%%
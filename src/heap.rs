//! Plain array-backed heap
//!
//! [`Heap`] stores its elements directly in a dense vector and orders them
//! with a [`Compare`] relation. The branching factor is an [`Arity`]:
//! [`Binary`] or a validated [`KAry`].
//!
//! # Time Complexity
//!
//! | Operation | Binary     | K-ary          |
//! |-----------|------------|----------------|
//! | `push`    | O(log n)   | O(log_K n)     |
//! | `pop`     | O(log n)   | O(K log_K n)   |
//! | `top`     | O(1)       | O(1)           |
//! | build     | O(n)       | O(n)           |
//!
//! # Example
//!
//! ```rust
//! use indexed_heaps::{Heap, HeapInit};
//!
//! let mut heap = Heap::max(vec![30, 1, 50, 20, 40, 60, 100], HeapInit::Build);
//! assert_eq!(heap.top(), Ok(&100));
//! assert_eq!(heap.pop(), Ok(100));
//! assert_eq!(heap.pop(), Ok(60));
//! heap.push(55);
//! assert_eq!(heap.pop(), Ok(55));
//! ```

use crate::binary::Binary;
use crate::compare::{MaxOrder, MinOrder};
use crate::engine::{HeapCore, HeapInit};
use crate::error::{HeapError, Result};
use crate::k_ary::KAry;
use crate::traits::{Arity, Compare, HeapKind, NodeStore};

/// Dense element store ordered by a comparator
#[derive(Debug, Clone)]
struct Slots<T, C> {
    nodes: Vec<T>,
    comp: C,
}

impl<T, C: Compare<T>> NodeStore for Slots<T, C> {
    #[inline]
    fn len(&self) -> usize {
        self.nodes.len()
    }

    #[inline]
    fn comp(&self, a: usize, b: usize) -> bool {
        self.comp.comp(&self.nodes[a], &self.nodes[b])
    }

    #[inline]
    fn swap_nodes(&mut self, i: usize, j: usize) {
        self.nodes.swap(i, j);
    }
}

/// An array-backed heap with a pluggable arity and comparator
///
/// The defaults give a binary min-heap over the element's natural order.
#[derive(Debug, Clone)]
pub struct Heap<T, A = Binary, C = MinOrder> {
    core: HeapCore<Slots<T, C>, A>,
}

/// Binary min-heap over the natural order
pub type MinHeap<T> = Heap<T, Binary, MinOrder>;
/// Binary max-heap over the natural order
pub type MaxHeap<T> = Heap<T, Binary, MaxOrder>;
/// K-ary min-heap over the natural order
pub type MinKHeap<T> = Heap<T, KAry, MinOrder>;
/// K-ary max-heap over the natural order
pub type MaxKHeap<T> = Heap<T, KAry, MaxOrder>;

impl<T: Ord> Heap<T, Binary, MinOrder> {
    /// Creates a binary min-heap from `values`
    pub fn min(values: Vec<T>, init: HeapInit) -> Self {
        Self::with_comparator(values, Binary, MinOrder, init)
    }
}

impl<T: Ord> Heap<T, Binary, MaxOrder> {
    /// Creates a binary max-heap from `values`
    pub fn max(values: Vec<T>, init: HeapInit) -> Self {
        Self::with_comparator(values, Binary, MaxOrder, init)
    }
}

impl<T: Ord> Heap<T, KAry, MinOrder> {
    /// Creates a k-ary min-heap from `values`
    ///
    /// # Errors
    /// Returns [`HeapError::InvalidArity`] unless `2 < k <= 64`.
    pub fn min_k(k: usize, values: Vec<T>, init: HeapInit) -> Result<Self> {
        Ok(Self::with_comparator(values, KAry::new(k)?, MinOrder, init))
    }
}

impl<T: Ord> Heap<T, KAry, MaxOrder> {
    /// Creates a k-ary max-heap from `values`
    ///
    /// # Errors
    /// Returns [`HeapError::InvalidArity`] unless `2 < k <= 64`.
    pub fn max_k(k: usize, values: Vec<T>, init: HeapInit) -> Result<Self> {
        Ok(Self::with_comparator(values, KAry::new(k)?, MaxOrder, init))
    }
}

impl<T, A: Arity, C: Compare<T>> Heap<T, A, C> {
    /// Creates a heap from `values` with an explicit arity and comparator
    pub fn with_comparator(values: Vec<T>, arity: A, comp: C, init: HeapInit) -> Self {
        let store = Slots {
            nodes: values,
            comp,
        };
        Self {
            core: HeapCore::with_init(store, arity, init),
        }
    }

    /// Returns the number of elements in the heap
    pub fn len(&self) -> usize {
        self.core.len()
    }

    /// Returns true if the heap is empty
    pub fn is_empty(&self) -> bool {
        self.core.is_empty()
    }

    /// Returns the element at the root
    ///
    /// # Errors
    /// Returns [`HeapError::Empty`] if the heap has no elements.
    pub fn top(&self) -> Result<&T> {
        self.core.store().nodes.first().ok_or(HeapError::Empty)
    }

    /// Removes and returns the element at the root
    ///
    /// The last element takes the root's place and is sifted down.
    ///
    /// # Errors
    /// Returns [`HeapError::Empty`] if the heap has no elements.
    pub fn pop(&mut self) -> Result<T> {
        if self.is_empty() {
            return Err(HeapError::Empty);
        }

        let top = self.core.store_mut().nodes.swap_remove(0);
        if !self.is_empty() {
            self.core.heapify_down(0);
        }
        Ok(top)
    }

    /// Inserts an element
    pub fn push(&mut self, value: T) {
        let index = self.len();
        self.core.store_mut().nodes.push(value);
        self.core.heapify_up(index);
    }

    /// The elements in slot order
    pub fn values(&self) -> &[T] {
        &self.core.store().nodes
    }

    /// Returns true if every slot satisfies the heap property
    pub fn is_valid_heap(&self) -> bool {
        self.core.is_valid_heap()
    }

    /// Whether the root holds the smallest or the largest element
    pub fn kind(&self) -> HeapKind {
        self.core.store().comp.kind()
    }

    /// The arity strategy
    pub fn arity(&self) -> A {
        self.core.arity()
    }

    /// Consumes the heap, returning its elements in slot order
    pub fn into_vec(self) -> Vec<T> {
        self.core.into_store().nodes
    }

    /// Consumes the heap, returning its elements in extraction order
    pub fn into_sorted_vec(mut self) -> Vec<T> {
        let mut sorted = Vec::with_capacity(self.len());
        while let Ok(value) = self.pop() {
            sorted.push(value);
        }
        sorted
    }
}

impl<T: Ord> Default for Heap<T, Binary, MinOrder> {
    fn default() -> Self {
        Self::min(Vec::new(), HeapInit::AssumeHeap)
    }
}

impl<T, A: Arity, C: Compare<T>> Extend<T> for Heap<T, A, C> {
    fn extend<I: IntoIterator<Item = T>>(&mut self, iter: I) {
        for value in iter {
            self.push(value);
        }
    }
}

#[cfg(test)]
mod tests {
    use super::*;
    use crate::compare::MinBy;

    #[test]
    fn test_basic_operations() {
        let mut heap = Heap::min(Vec::new(), HeapInit::Build);

        assert!(heap.is_empty());
        assert_eq!(heap.len(), 0);

        heap.push(3);
        heap.push(1);
        heap.push(2);

        assert!(!heap.is_empty());
        assert_eq!(heap.len(), 3);
        assert_eq!(heap.top(), Ok(&1));

        assert_eq!(heap.pop(), Ok(1));
        assert_eq!(heap.pop(), Ok(2));
        assert_eq!(heap.pop(), Ok(3));
        assert_eq!(heap.pop(), Err(HeapError::Empty));
    }

    #[test]
    fn test_empty_heap_errors() {
        let mut heap: MaxHeap<u8> = Heap::max(Vec::new(), HeapInit::Build);
        assert_eq!(heap.top(), Err(HeapError::Empty));
        assert_eq!(heap.pop(), Err(HeapError::Empty));
        assert!(heap.is_empty());
    }

    #[test]
    fn test_duplicate_values() {
        let mut heap = Heap::max(vec![1, 1, 1], HeapInit::Build);
        heap.push(1);
        assert_eq!(heap.len(), 4);
        assert_eq!(heap.into_sorted_vec(), vec![1, 1, 1, 1]);
    }

    #[test]
    fn test_ascending_insertion() {
        let mut heap = Heap::min_k(4, Vec::new(), HeapInit::Build).unwrap();
        for i in 0..100 {
            heap.push(i);
        }
        for i in 0..100 {
            assert_eq!(heap.pop(), Ok(i));
        }
    }

    #[test]
    fn test_descending_insertion() {
        let mut heap = Heap::max_k(8, Vec::new(), HeapInit::Build).unwrap();
        for i in 0..100 {
            heap.push(i);
        }
        for i in (0..100).rev() {
            assert_eq!(heap.pop(), Ok(i));
        }
    }

    #[test]
    fn test_invalid_arity_rejected() {
        assert_eq!(
            Heap::min_k(2, vec![1, 2, 3], HeapInit::Build).err(),
            Some(HeapError::InvalidArity { arity: 2 })
        );
        assert_eq!(
            Heap::max_k(100, vec![1], HeapInit::Build).err(),
            Some(HeapError::InvalidArity { arity: 100 })
        );
    }

    #[test]
    fn test_custom_comparator() {
        let heap = Heap::with_comparator(
            vec![-5, 3, -1, 4],
            KAry::new(3).unwrap(),
            MinBy::new(|a: &i32, b: &i32| a.abs().cmp(&b.abs())),
            HeapInit::Build,
        );
        assert_eq!(heap.kind(), HeapKind::Min);
        assert_eq!(heap.arity().k(), 3);
        assert_eq!(heap.into_sorted_vec(), vec![-1, 3, 4, -5]);
    }

    #[test]
    fn test_extend_and_default() {
        let mut heap: MinHeap<i32> = Heap::default();
        heap.extend([5, 9, 2, 7]);
        assert!(heap.is_valid_heap());
        assert_eq!(heap.top(), Ok(&2));
        assert_eq!(heap.into_vec().len(), 4);
    }
}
%%
● EXERCISE
Please report every line of the listing that contains the string "Result".

● WRITTEN SOLUTION
use crate::error::{HeapError, Result};
    pub fn min_k(k: usize, values: Vec<T>, init: HeapInit) -> Result<Self> {
    pub fn max_k(k: usize, values: Vec<T>, init: HeapInit) -> Result<Self> {
    pub fn top(&self) -> Result<&T> {
    pub fn pop(&mut self) -> Result<T> {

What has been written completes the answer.